“Love Letters to the Dead” by Ava Dellaira

This review is going to be a little different.

I have a hard time with books like these, because they’re simultaneously too close for comfort and completely alien to me. If you haven’t already heard about Love Letters to the Dead, it’s essentially The Perks of Being a Wallflower with a female protagonist. A young girl named Laurel has just started high school and is given an assignment to write a letter to a dead person. She chooses Kurt Cobain because he was her older sister’s favorite musician, who just passed away the previous year. She continues writing to Kurt, and other famous people who died young, and it is through these letters that we learn about Laurel’s life and the mystery surrounding her sister’s death.

A lot of people are saying this book is similar to Perks, but I found Love Letters to be almost too similar. The plots are practically identical, they’re both written entirely in letter form, even the side characters have similar story lines. Laurel’s voice is also inconsistent, veering from beyond-her-years poetic to immature and stilted exposition: “I did this. I did that. It was fun.” I found her difficult to believe.

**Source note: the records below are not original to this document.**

//! HTTP feed: polls a collaborator odds service.
//!
//! Expected endpoints, all returning JSON:
//!   GET {base}/bookmaker/{sport}   -> FeedSnapshot
//!   GET {base}/consensus/{sport}   -> FeedSnapshot
//!   GET {base}/results/{event_id}  -> MatchResult (404 when unknown)

use async_trait::async_trait;
use reqwest::StatusCode;
use std::time::Duration;
use tracing::debug;

use super::{BookmakerFeed, ConsensusFeed, FeedSnapshot, ResultsFeed};
use crate::types::{MatchResult, ScoutError};

pub struct HttpFeed {
    client: reqwest::Client,
    base_url: String,
}

impl HttpFeed {
    pub fn new(base_url: impl Into<String>) -> Self {
        let client = reqwest::Client::builder()
            .timeout(Duration::from_secs(15))
            .build()
            .unwrap_or_default();
        Self {
            client,
            base_url: base_url.into().trim_end_matches('/').to_string(),
        }
    }

    async fn get_snapshot(&self, side: &str, sport: &str) -> Result<FeedSnapshot, ScoutError> {
        let url = format!("{}/{side}/{}", self.base_url, sport.to_lowercase());
        debug!(%url, "Fetching feed snapshot");

        let response = self
            .client
            .get(&url)
            .send()
            .await
            .map_err(|e| unavailable(side, e.to_string()))?
            .error_for_status()
            .map_err(|e| unavailable(side, e.to_string()))?;

        response
            .json::<FeedSnapshot>()
            .await
            .map_err(|e| unavailable(side, format!("bad payload: {e}")))
    }
}

fn unavailable(source: &str, message: String) -> ScoutError {
    ScoutError::DataUnavailable {
        source: source.to_string(),
        message,
    }
}

#[async_trait]
impl BookmakerFeed for HttpFeed {
    async fn fetch_quotes(&self, sport: &str) -> Result<FeedSnapshot, ScoutError> {
        self.get_snapshot("bookmaker", sport).await
    }
}

#[async_trait]
impl ConsensusFeed for HttpFeed {
    async fn fetch_quotes(&self, sport: &str) -> Result<FeedSnapshot, ScoutError> {
        self.get_snapshot("consensus", sport).await
    }
}

#[async_trait]
impl ResultsFeed for HttpFeed {
    async fn fetch_result(&self, event_id: &str) -> Result<Option<MatchResult>, ScoutError> {
        let url = format!("{}/results/{event_id}", self.base_url);

        let response = self
            .client
            .get(&url)
            .send()
            .await
            .map_err(|e| unavailable("results", e.to_string()))?;

        if response.status() == StatusCode::NOT_FOUND {
            return Ok(None);
        }
        let response = response
            .error_for_status()
            .map_err(|e| unavailable("results", e.to_string()))?;

        let result = response
            .json::<MatchResult>()
            .await
            .map_err(|e| unavailable("results", format!("bad payload: {e}")))?;
        Ok(Some(result))
    }
}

There was a portion of this book that I found really upsetting on a personal level, and that’s the letter Laurel writes to Kurt where she goes on a “how could you do this to your family” rant. It bothers me because the whole “suicide is selfish” argument is in itself entirely selfish. You are essentially telling someone, “I know you’re in a lot of pain right now, but why don’t you think about my feelings for a minute?” If someone’s at the point where they can no longer tolerate the weight of their own existence, piling guilt on top of that will only crush them. This argument bothers me every time I see it.

It bothers me because I’ve had this argument in real life, and that’s why books like this are difficult. My own struggles with anxiety, depression, and suicide make books like this an exercise in reliving dark days I still haven’t completely left behind me. However, unlike the main character in Love Letters, or in Perks, I don’t have a traumatic incident in my past to point to and say, “There it is. That’s why I’m like this.” I have no explanation to offer the people I alienate, frighten, or hurt with my behavior. It’s like my blood is full of pressurized explosives, like little land mines, and every point of contact causes an, unnoticeable from the outside, yet very real and painful detonation. I find it hard to touch anyone, even people I love.

I’ve had plenty of people insist that there must be something, some big bad adult who hurt me as a kid, but there wasn’t. There were those who made things worse, who told me it was my fault I felt anxious and alone because I wasn’t right with god, wasn’t praying enough, but as far as I can tell the land mines have been in blood since birth. I’m still in the process of learning how to live with them. Part of me still hasn’t recovered from the way this problem was handled in my adolescence, the insistence by some that I just wasn’t trying hard enough. It’s even harder to deal with those that persist in pushing their half-baked theories, often based on media representations of “people with problems”, since the simple truth that I’m like this because I’ve always been doesn’t satisfy them.

So that’s why I have a hard time with books like Love Letters to the Dead, they perpetuate the idea that anxiety and depression are caused solely by outside sources, and that everything can be fixed easily enough with the help of friends, family, and falling in love. Especially falling in love. I hate that more than one well intended person has told me I’d feel better if I got a boyfriend, and I know it’s because they saw Garden State or some shit. Like that’s seriously what you should do when you’re falling apart, invite someone else into your cesspool of a life. What you need to do is recognize the beast inside yourself and take steps to tame it. Other people can help, of course, but the only one who can save you is yourself.

Oddly enough, that’s the one part of Love Letters I appreciated. One of Laurel’s older friends tells her at one point that she’s the only one who can save herself, and she takes this to heart, though I still felt she relied too much on her love interest in the end. Is it strange to bring the conversation back to the book at this point? Because I’d like to.

Abuse is a very real thing, and those stories need to be told. I try not to let my personal experience get in the way of what an individual story is trying to accomplish, however, this book just wasn’t great. The whole situation with the sister felt implausible to me. Is it really possible she didn’t know what was going on with a setup like that? Couple that with flimsy characters, shoddy research (you don’t learn anything about the people Laurel writes to you couldn’t find in a two minute Google search), and the plain fact that this whole story has been done before and done better, and you wind up with a book that just wastes your time.

Title: Love Letters to the Dead
Author: Ava Dellaira
Published: 2014, Farrar, Straus & Giroux
Pages: 323
Would Recommend: No. If you want a story about self discovery and coming to terms with a troubled past, read The Perks of Being a Wallflower. If you somehow haven’t already.